▸ Required action: Search the entries for the word "followed" and pull out each line that has it.

▸ Supplied records:
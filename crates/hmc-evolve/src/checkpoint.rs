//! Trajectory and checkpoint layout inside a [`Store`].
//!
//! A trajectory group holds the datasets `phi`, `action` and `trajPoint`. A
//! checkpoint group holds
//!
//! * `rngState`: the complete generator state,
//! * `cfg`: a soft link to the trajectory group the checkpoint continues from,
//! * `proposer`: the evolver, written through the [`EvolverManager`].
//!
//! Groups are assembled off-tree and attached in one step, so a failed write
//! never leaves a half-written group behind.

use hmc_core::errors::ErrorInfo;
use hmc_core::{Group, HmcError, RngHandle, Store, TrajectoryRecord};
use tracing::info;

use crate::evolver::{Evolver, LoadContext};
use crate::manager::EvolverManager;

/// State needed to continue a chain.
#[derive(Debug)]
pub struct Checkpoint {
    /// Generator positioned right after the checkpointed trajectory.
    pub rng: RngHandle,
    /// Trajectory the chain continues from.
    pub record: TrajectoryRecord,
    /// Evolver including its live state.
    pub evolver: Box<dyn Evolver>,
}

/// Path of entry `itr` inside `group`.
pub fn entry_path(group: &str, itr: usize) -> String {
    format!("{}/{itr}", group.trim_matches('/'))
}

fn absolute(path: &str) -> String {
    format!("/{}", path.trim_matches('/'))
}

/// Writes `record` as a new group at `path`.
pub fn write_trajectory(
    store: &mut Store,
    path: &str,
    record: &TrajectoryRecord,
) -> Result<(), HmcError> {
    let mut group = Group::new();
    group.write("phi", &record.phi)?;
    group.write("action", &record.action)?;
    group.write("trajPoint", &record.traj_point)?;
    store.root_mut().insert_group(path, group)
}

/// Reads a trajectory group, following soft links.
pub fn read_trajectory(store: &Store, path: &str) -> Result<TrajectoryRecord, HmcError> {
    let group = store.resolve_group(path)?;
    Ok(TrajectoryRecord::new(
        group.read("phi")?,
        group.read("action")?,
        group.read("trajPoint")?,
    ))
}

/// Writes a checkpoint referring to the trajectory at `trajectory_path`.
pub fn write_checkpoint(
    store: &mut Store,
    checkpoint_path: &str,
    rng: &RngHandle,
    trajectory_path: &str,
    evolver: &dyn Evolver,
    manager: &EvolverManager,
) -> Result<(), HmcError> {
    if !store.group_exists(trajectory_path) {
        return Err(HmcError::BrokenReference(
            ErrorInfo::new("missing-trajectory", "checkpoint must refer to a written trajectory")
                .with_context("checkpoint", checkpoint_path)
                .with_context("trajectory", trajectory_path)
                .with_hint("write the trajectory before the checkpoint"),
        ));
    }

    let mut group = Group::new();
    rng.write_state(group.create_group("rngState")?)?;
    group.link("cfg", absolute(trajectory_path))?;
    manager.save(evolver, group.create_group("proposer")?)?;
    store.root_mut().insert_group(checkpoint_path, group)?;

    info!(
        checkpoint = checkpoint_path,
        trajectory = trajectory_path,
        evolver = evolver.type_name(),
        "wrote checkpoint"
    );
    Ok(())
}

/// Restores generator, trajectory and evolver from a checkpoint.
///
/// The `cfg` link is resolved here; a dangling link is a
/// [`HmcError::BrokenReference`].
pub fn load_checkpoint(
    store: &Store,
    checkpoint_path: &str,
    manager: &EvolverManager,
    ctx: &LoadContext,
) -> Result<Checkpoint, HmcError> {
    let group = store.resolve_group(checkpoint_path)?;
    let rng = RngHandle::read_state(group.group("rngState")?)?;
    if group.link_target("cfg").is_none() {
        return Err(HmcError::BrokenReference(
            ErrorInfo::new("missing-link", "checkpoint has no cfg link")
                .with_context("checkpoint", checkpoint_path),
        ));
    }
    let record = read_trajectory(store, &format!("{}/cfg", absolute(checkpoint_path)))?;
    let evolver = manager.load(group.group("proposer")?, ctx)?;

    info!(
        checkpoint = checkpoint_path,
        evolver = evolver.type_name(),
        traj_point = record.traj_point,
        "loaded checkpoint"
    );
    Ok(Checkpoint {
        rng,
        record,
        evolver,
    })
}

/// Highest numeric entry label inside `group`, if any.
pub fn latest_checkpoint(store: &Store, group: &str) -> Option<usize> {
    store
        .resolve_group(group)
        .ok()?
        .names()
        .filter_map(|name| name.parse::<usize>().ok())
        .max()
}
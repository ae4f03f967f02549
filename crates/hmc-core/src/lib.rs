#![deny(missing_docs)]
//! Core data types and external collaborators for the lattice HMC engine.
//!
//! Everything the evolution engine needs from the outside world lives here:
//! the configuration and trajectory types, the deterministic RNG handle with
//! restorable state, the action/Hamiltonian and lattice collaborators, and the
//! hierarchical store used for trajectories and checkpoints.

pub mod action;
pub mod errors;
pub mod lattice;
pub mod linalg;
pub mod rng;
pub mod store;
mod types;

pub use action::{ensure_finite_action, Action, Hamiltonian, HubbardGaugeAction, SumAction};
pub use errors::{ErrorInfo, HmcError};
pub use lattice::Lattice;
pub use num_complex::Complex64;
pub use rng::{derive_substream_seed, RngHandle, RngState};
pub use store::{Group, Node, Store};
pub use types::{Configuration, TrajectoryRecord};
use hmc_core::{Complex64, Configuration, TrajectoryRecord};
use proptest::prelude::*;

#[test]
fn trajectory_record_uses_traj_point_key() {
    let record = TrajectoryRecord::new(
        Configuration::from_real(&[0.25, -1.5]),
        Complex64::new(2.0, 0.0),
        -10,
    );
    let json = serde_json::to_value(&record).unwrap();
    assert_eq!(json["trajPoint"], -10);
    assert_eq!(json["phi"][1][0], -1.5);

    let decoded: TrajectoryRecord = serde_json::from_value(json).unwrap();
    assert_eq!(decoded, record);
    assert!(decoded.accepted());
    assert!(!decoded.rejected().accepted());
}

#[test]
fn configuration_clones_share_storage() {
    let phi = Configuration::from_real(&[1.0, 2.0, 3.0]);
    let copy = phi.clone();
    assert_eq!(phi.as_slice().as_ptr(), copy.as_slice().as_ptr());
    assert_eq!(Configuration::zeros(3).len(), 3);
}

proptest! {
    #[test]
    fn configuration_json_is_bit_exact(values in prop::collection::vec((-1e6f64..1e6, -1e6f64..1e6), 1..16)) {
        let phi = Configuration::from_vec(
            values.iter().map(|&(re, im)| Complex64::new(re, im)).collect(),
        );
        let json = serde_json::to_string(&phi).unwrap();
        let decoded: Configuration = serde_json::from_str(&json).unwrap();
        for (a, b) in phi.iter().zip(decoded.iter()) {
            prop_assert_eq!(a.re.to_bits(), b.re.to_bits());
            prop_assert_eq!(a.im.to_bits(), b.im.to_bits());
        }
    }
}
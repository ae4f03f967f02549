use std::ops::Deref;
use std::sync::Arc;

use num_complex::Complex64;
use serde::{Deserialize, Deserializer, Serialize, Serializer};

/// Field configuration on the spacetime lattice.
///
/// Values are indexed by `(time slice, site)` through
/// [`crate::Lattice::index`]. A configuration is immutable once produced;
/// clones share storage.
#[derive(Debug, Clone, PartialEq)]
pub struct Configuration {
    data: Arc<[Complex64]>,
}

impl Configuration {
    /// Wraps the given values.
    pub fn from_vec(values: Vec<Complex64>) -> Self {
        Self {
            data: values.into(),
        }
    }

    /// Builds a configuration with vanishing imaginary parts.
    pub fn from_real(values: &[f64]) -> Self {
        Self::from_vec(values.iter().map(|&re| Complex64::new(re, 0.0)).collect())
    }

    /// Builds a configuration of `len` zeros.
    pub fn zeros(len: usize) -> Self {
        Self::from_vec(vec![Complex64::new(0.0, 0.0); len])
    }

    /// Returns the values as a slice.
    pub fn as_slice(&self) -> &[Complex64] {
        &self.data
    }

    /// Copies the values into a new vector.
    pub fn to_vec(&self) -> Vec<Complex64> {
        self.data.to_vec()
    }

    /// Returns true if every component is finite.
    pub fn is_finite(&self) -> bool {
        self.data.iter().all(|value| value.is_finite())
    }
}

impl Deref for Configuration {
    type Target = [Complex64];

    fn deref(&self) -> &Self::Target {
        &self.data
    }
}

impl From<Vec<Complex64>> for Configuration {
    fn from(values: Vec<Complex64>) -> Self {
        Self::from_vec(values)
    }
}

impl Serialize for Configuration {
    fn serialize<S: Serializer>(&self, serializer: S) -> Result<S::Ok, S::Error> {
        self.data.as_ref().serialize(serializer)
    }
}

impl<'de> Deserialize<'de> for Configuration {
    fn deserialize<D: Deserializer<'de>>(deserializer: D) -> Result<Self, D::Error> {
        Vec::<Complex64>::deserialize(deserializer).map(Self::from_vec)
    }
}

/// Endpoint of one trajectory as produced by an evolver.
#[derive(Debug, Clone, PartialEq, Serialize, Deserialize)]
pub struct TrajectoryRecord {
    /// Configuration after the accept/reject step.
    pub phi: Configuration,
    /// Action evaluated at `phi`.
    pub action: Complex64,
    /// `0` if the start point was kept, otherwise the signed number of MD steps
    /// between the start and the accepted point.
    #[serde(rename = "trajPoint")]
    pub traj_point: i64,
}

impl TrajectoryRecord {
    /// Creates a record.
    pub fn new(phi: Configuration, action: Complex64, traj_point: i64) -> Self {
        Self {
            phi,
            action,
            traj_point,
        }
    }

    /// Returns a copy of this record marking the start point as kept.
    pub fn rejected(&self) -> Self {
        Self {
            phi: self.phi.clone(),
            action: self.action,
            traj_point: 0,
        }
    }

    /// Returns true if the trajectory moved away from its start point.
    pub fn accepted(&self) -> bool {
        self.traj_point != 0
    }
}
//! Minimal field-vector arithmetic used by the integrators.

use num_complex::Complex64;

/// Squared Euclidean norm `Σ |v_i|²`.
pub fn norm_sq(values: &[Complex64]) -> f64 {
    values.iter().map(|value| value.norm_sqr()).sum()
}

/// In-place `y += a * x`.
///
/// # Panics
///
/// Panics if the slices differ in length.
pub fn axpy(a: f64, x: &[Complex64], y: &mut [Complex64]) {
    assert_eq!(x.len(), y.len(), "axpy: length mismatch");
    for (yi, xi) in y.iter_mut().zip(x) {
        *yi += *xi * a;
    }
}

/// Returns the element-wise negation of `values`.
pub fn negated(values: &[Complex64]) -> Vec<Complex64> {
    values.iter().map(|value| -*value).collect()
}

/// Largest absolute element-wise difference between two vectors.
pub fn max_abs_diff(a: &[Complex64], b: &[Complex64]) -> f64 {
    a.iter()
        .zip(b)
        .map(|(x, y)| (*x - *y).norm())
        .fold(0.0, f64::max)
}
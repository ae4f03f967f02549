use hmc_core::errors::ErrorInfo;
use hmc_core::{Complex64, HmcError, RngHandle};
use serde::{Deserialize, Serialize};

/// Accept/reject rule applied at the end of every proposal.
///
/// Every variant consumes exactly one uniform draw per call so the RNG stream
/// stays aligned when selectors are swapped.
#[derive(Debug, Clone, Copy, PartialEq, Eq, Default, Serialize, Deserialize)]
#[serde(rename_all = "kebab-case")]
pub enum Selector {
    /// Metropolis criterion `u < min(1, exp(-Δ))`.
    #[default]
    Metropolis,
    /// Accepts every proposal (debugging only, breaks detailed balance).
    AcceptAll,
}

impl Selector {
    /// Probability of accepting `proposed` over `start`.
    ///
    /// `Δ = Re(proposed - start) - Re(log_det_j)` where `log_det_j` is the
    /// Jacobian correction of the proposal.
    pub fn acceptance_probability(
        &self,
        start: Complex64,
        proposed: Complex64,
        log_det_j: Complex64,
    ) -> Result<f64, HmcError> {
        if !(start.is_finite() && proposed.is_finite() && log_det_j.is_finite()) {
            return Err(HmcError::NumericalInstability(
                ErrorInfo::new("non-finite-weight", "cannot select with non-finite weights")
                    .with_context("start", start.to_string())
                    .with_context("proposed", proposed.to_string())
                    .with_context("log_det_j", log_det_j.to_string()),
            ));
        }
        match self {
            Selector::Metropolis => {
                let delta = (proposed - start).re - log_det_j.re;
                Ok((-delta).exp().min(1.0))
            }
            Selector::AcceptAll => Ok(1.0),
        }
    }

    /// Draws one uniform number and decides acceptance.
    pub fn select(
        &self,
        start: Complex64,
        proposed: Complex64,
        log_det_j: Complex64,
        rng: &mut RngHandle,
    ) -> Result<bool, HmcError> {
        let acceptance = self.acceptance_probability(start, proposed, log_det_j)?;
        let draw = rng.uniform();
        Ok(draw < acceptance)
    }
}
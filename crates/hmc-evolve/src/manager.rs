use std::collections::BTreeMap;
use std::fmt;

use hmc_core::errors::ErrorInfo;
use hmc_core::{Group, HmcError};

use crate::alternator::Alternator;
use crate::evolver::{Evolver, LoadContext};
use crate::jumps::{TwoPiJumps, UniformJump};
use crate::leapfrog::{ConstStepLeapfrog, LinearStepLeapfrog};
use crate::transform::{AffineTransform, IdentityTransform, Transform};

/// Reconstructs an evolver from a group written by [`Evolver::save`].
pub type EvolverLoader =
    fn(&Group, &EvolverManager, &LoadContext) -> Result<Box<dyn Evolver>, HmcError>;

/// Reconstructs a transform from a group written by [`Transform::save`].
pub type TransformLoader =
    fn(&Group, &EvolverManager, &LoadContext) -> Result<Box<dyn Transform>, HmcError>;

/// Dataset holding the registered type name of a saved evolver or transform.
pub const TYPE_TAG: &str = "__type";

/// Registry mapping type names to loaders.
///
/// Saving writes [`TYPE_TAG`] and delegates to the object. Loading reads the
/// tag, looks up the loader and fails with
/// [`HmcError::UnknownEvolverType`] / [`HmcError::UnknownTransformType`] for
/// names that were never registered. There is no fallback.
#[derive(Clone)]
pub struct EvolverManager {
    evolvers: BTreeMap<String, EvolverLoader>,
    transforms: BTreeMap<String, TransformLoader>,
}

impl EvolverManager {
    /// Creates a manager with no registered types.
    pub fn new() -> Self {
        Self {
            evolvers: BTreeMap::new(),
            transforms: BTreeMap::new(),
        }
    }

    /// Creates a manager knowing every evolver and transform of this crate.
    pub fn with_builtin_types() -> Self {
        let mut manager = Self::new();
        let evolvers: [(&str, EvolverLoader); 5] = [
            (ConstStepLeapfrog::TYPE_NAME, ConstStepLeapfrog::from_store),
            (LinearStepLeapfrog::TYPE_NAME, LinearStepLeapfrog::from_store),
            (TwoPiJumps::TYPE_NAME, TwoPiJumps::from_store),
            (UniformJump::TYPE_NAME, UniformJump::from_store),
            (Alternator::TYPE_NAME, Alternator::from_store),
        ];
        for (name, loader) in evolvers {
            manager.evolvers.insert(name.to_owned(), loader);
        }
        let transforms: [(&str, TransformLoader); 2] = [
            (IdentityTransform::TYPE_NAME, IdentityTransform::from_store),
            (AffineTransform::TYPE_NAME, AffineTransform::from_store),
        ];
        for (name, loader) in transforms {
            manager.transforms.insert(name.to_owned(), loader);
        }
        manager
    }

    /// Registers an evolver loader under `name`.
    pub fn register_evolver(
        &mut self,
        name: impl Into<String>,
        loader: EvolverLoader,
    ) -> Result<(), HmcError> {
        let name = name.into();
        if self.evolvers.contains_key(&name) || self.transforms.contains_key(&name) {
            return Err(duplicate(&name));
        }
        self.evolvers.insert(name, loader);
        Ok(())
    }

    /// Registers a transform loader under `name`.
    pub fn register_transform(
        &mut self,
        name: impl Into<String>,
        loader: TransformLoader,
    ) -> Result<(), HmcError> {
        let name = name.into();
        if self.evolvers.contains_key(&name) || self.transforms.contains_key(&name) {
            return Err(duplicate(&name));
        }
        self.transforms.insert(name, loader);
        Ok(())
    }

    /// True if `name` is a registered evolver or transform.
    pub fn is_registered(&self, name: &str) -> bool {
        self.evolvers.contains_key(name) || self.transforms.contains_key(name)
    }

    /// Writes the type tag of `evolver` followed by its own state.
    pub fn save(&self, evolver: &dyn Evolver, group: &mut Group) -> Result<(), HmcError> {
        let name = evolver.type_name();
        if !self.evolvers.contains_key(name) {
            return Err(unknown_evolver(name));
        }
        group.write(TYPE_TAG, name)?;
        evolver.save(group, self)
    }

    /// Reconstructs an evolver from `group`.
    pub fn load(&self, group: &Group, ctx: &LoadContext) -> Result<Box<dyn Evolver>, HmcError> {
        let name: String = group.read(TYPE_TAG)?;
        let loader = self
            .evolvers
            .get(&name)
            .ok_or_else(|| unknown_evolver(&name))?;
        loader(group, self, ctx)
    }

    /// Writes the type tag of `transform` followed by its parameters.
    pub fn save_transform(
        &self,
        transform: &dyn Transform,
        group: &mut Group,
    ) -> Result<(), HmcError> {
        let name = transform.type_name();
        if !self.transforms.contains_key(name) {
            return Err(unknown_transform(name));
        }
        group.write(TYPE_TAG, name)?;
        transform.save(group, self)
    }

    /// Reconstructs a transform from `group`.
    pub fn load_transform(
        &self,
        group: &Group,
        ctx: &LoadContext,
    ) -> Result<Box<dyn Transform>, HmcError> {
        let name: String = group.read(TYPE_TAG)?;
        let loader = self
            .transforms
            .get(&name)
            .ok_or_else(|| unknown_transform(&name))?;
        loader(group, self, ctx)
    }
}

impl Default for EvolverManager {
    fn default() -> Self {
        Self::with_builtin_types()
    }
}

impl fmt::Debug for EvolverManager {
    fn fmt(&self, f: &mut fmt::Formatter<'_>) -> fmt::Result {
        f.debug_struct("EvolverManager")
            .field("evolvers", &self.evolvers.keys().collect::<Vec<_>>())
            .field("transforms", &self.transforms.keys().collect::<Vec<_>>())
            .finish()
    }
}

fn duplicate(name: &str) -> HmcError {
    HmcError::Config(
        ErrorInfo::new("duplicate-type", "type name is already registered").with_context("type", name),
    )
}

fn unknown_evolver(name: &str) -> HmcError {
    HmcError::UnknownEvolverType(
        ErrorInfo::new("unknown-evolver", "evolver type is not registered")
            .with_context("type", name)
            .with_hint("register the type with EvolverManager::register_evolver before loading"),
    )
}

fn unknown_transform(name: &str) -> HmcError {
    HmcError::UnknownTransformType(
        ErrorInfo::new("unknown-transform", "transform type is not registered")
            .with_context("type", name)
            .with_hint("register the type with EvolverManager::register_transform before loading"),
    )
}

▸ Expected output:
    /// Writes the type tag of `evolver` followed by its own state.
    /// Writes the type tag of `transform` followed by its parameters.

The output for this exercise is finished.